[Beowulf] Software RAID?

Mon Nov 26 18:56:24 PST 2007

Ekechi Nwokah wrote:
> Reposting with (hopefully) more readable formatting.

[...]

>> Of course there are a zillion things you didn't mention.  How 
>> many drives did you want to use?  What kind? (SAS? SATA?)  If 
>> you want 16 drives often you get hardware RAID hardware even 
>> if you don't use it.
>> What config did you want? 
>> Raid-0? 1? 5? 6? Filesystem?
>>
> 
> So let's say it's 16. But in theory it could be as high as 192. Using
> multiple JBOD cards that present the drives individually (as separate
> LUNs, for lack of a better term), and use software RAID to do all the
> things that a 3ware/Areca, etc. card would do across the total span of
> drives:

Hmmm... Anyone with a large disk count SW raid want to run a few 
bonnie++ like loads on it and look at the interrupt/csw rates?  Last I 
looked on a RAID0 (2 disk) we were seeing very high interrupt/csw rates. 
  This would quickly swamp any perceived advantages of "infinitely many" 
or "infinitely fast" cores.  Sort of like an Amdahl's law.  Make the 
expensive parallel computing portion take zero time, and you are still 
stuck with the serial time (which you can't do much about).  Worse, it 
is size extensive, so as you increase the number of disks, you have to 
increase the interrupt rate (one controller per drive currently), and 
the base SATA drivers seem to have a problem with lots of CSW.

> 
> RAID 0/1/5/6, etc., hotswap, SAS/SATA capability, etc.
> 
>> Oh, and how do you measure performance?  Bandwidth?  Seeks?
>> Transactions?
>> Transaction size?  Mostly read? write?
>>
> 
> 
> All of the above. We would be max per-drive performance, say 70MB/s
> reads with 100 IOPs on SATA, 120MB/s reads with 300 IOPs on SAS using 4k
> transaction sizes. Hopefully eliminate any queueing bottlenecks on the
> hardware RAID card.

This (queuing bottleneck) hasn't really been an issue in most of the 
workloads we have seen.  Has anyone seen this as an issue on their 
workloads?

> Assume that we are using RDMA as the network transfer protocol so there
> are no network interrupts on the cpus being used to do the XORs, etc.

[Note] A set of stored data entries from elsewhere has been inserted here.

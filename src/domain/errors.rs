//! Domain error kinds shared by session state and the dispatcher.

use thiserror::Error;

/// Failure parsing a realm's `map_data` blob into [`crate::domain::realm_map::RealmMap`].
#[derive(Debug, Clone, Error, PartialEq, Eq)]
pub enum RealmMapError {
    #[error("map data is not valid JSON")]
    Malformed,
    #[error("map data declares zero rooms")]
    NoRooms,
    #[error("room {0} spawn coordinates are not finite")]
    BadSpawn(usize),
    #[error("room {0} teleport target room {1} does not exist")]
    BadTeleportTarget(usize, usize),
}

/// Failures raised by [`crate::domain::session::Session`] mutators.
#[derive(Debug, Clone, Error, PartialEq, Eq)]
pub enum SessionError {
    #[error("room index {0} is not valid for this realm")]
    BadRoom(u32),
    #[error("player {0} is not a member of this session")]
    UnknownPlayer(uuid::Uuid),
}

/// The seven error kinds from the dispatcher's error handling design.
///
/// Each variant carries enough context to be rendered directly into an
/// outbound `error`/`joinFailed`/`sessionTerminated` payload.
#[derive(Debug, Clone, Error)]
pub enum DispatchError {
    #[error("authentication failed: {0}")]
    Auth(String),
    #[error("validation failed: {0}")]
    Validation(String),
    #[error("permission denied: {0}")]
    Permission(String),
    #[error("not found: {0}")]
    NotFound(String),
    #[error("rate limit exceeded for {0}")]
    RateLimited(&'static str),
    #[error("conflict: {0}")]
    Conflict(String),
    #[error("evicted: {0}")]
    Evicted(String),
}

er .... so your plan is to use something like a network with RDMA to 
attach the disks.  So you are not using SATA controllers.  You are using 
network controllers.  With some sort of offload capability (RDMA without 
it is a little slow).

How does this save money/time again?  You are replacing "expensive" RAID 
controllers with "expensive" Network controller (unless you forgo 
offload, in which case RDMA doesn't make much sense)?

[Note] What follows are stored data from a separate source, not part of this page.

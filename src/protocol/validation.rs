//! Pure validators for inbound payload schemas (§6). Each returns
//! `Ok(T)` or a `ValidationError` describing which constraint failed;
//! no runtime-reflective validation, per the design notes.

use crate::domain::coordinates_in_range;

#[derive(Debug, Clone, PartialEq, Eq, thiserror::Error)]
#[error("{path}: {reason}")]
pub struct ValidationError {
    pub path: &'static str,
    pub reason: &'static str,
}

impl ValidationError {
    fn new(path: &'static str, reason: &'static str) -> Self {
        Self { path, reason }
    }
}

/// `movePlayer`/`teleport` coordinates: finite, within [-10000, 10000].
pub fn validate_coordinates(x: f64, y: f64) -> Result<(), ValidationError> {
    if coordinates_in_range(x, y) {
        Ok(())
    } else {
        Err(ValidationError::new(
            "x,y",
            "coordinates must be finite and within [-10000, 10000]",
        ))
    }
}

/// `teleport`'s room index must be a non-negative integer; the caller
/// additionally checks it exists in the realm (a session-level concern,
/// not a pure schema concern).
pub fn validate_room_index(room_index: i64) -> Result<u32, ValidationError> {
    u32::try_from(room_index).map_err(|_| ValidationError::new("roomIndex", "must be a non-negative integer"))
}

const SKIN_MAX_LEN: usize = 50;

/// `changedSkin`: 1..50 chars, `[A-Za-z0-9_-]`.
pub fn validate_skin(skin: &str) -> Result<(), ValidationError> {
    if skin.is_empty() || skin.chars().count() > SKIN_MAX_LEN {
        return Err(ValidationError::new("skin", "must be 1-50 characters"));
    }
    if !skin
        .chars()
        .all(|c| c.is_ascii_alphanumeric() || c == '_' || c == '-')
    {
        return Err(ValidationError::new(
            "skin",
            "must contain only letters, digits, '_' or '-'",
        ));
    }
    Ok(())
}

const MESSAGE_MAX_LEN: usize = 500;

/// `sendMessage`: trim whitespace, collapse repeated whitespace, require
/// 1..500 chars after trimming.
pub fn validate_chat_message(raw: &str) -> Result<String, ValidationError> {
    let collapsed = raw.split_whitespace().collect::<Vec<_>>().join(" ");
    if collapsed.is_empty() || collapsed.chars().count() > MESSAGE_MAX_LEN {
        return Err(ValidationError::new(
            "message",
            "must be 1-500 characters after trimming",
        ));
    }
    Ok(collapsed)
}

/// `joinRealm`'s optional `shareId`: either absent/empty (treated as "no
/// share id supplied") or a valid UUID.
pub fn validate_share_id(raw: Option<&str>) -> Result<Option<uuid::Uuid>, ValidationError> {
    match raw {
        None => Ok(None),
        Some(s) if s.is_empty() => Ok(None),
        Some(s) => uuid::Uuid::parse_str(s)
            .map(Some)
            .map_err(|_| ValidationError::new("shareId", "must be a valid uuid or omitted")),
    }
}

#[cfg(test)]
mod tests {
    use super::*;

    #[test]
    fn coordinates_reject_out_of_range() {
        assert!(validate_coordinates(0.0, 0.0).is_ok());
        assert!(validate_coordinates(10_001.0, 0.0).is_err());
        assert!(validate_coordinates(f64::NAN, 0.0).is_err());
        assert!(validate_coordinates(f64::INFINITY, 0.0).is_err());
    }

    #[test]
    fn room_index_rejects_negative() {
        assert_eq!(validate_room_index(3).unwrap(), 3);
        assert!(validate_room_index(-1).is_err());
    }

    #[test]
    fn skin_enforces_charset_and_length() {
        assert!(validate_skin("default-1").is_ok());
        assert!(validate_skin("").is_err());
        assert!(validate_skin(&"a".repeat(51)).is_err());
        assert!(validate_skin("bad skin!").is_err());
    }

    #[test]
    fn chat_message_collapses_whitespace() {
        let collapsed = validate_chat_message("hello    world  \t ").unwrap();
        assert_eq!(collapsed, "hello world");
        assert!(validate_chat_message("   ").is_err());
        assert!(validate_chat_message(&"a".repeat(501)).is_err());
    }

    #[test]
    fn share_id_treats_empty_as_absent() {
        assert_eq!(validate_share_id(Some("")).unwrap(), None);
        assert_eq!(validate_share_id(None).unwrap(), None);
        assert!(validate_share_id(Some("not-a-uuid")).is_err());
        assert!(validate_share_id(Some(&uuid::Uuid::nil().to_string()))
            .unwrap()
            .is_some());
    }
}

Which network were you planning on using for the disks?  Gigabit?  10 
GbE?  IB?

You sort-of have something like this today, in Coraid's AOE units.  If 
you don't have experience with them, you should ask about what happens 
to the user load under intensive IO operations.  Note:  there is nothing 
wrong with Coraid units, we like them (and in full disclosure, we do 
resell them, and happily connect them with our JackRabbit units).

> Right now, all the hardware cards start to precipitously drop in
> performance under concurrent access, particularly read/write mixes.

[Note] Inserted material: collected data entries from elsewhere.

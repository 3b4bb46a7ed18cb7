//! Layered configuration: compiled defaults, JSON file, environment overrides.

mod defaults;
mod loader;
mod logging;
mod server;
mod types;
mod validation;

pub use loader::{load, ConfigError};
pub use logging::{LogFormat, LogLevel, LoggingConfig};
pub use server::{RateLimitConfig, ServerConfig};
pub use types::{Config, SecurityConfig};
pub use validation::{is_production_mode, validate, ConfigValidationError};
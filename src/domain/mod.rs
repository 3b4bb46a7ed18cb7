//! Core in-memory domain: realm map parsing, proximity grouping, session
//! state, and the session/user registries. No networking or serialization
//! lives here — see [`crate::protocol`] and [`crate::server`] for those.

pub mod errors;
pub mod proximity;
pub mod realm_map;
pub mod session;
pub mod session_manager;
pub mod user_registry;

pub use errors::{DispatchError, RealmMapError, SessionError};
pub use proximity::{ProximityIndex, PROXIMITY_RADIUS};
pub use realm_map::RealmMap;
pub use session::{coordinates_in_range, Player, RealmId, Session, SocketId, UserId};
pub use session_manager::{EvictionCode, RemovedPlayer, SessionManager};
pub use user_registry::{Principal, UserRegistry};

Hmmm.... Are there particular workloads you are looking at?  Huge reads 
with a tiny write?  Most of the RAID systems we have seen suffer from 
small block random I/O.  There your RAID system will get in the way (all 
the extra seeks and computations will slow you down relative to single 
disks).  There you want RAID10's.

We have put our units (as well as software RAIDs) through some pretty 
hard tests: single RAID card feeding 4 simultaneous IOzone and bonnie++ 
tests (each test 2x the RAM in the server box) through channel bonded 
quad gigabit.  Apart from uncovering some kernel OOPses due to the 
channel bond driver not liking really heavy loads, we sustained 360-390 
MB/s out of the box, with large numbers of concurrent reads and writes. 
  We simply did not see degradation.  Could you cite some materials I 
can go look at, or help me understand which workloads you are talking about?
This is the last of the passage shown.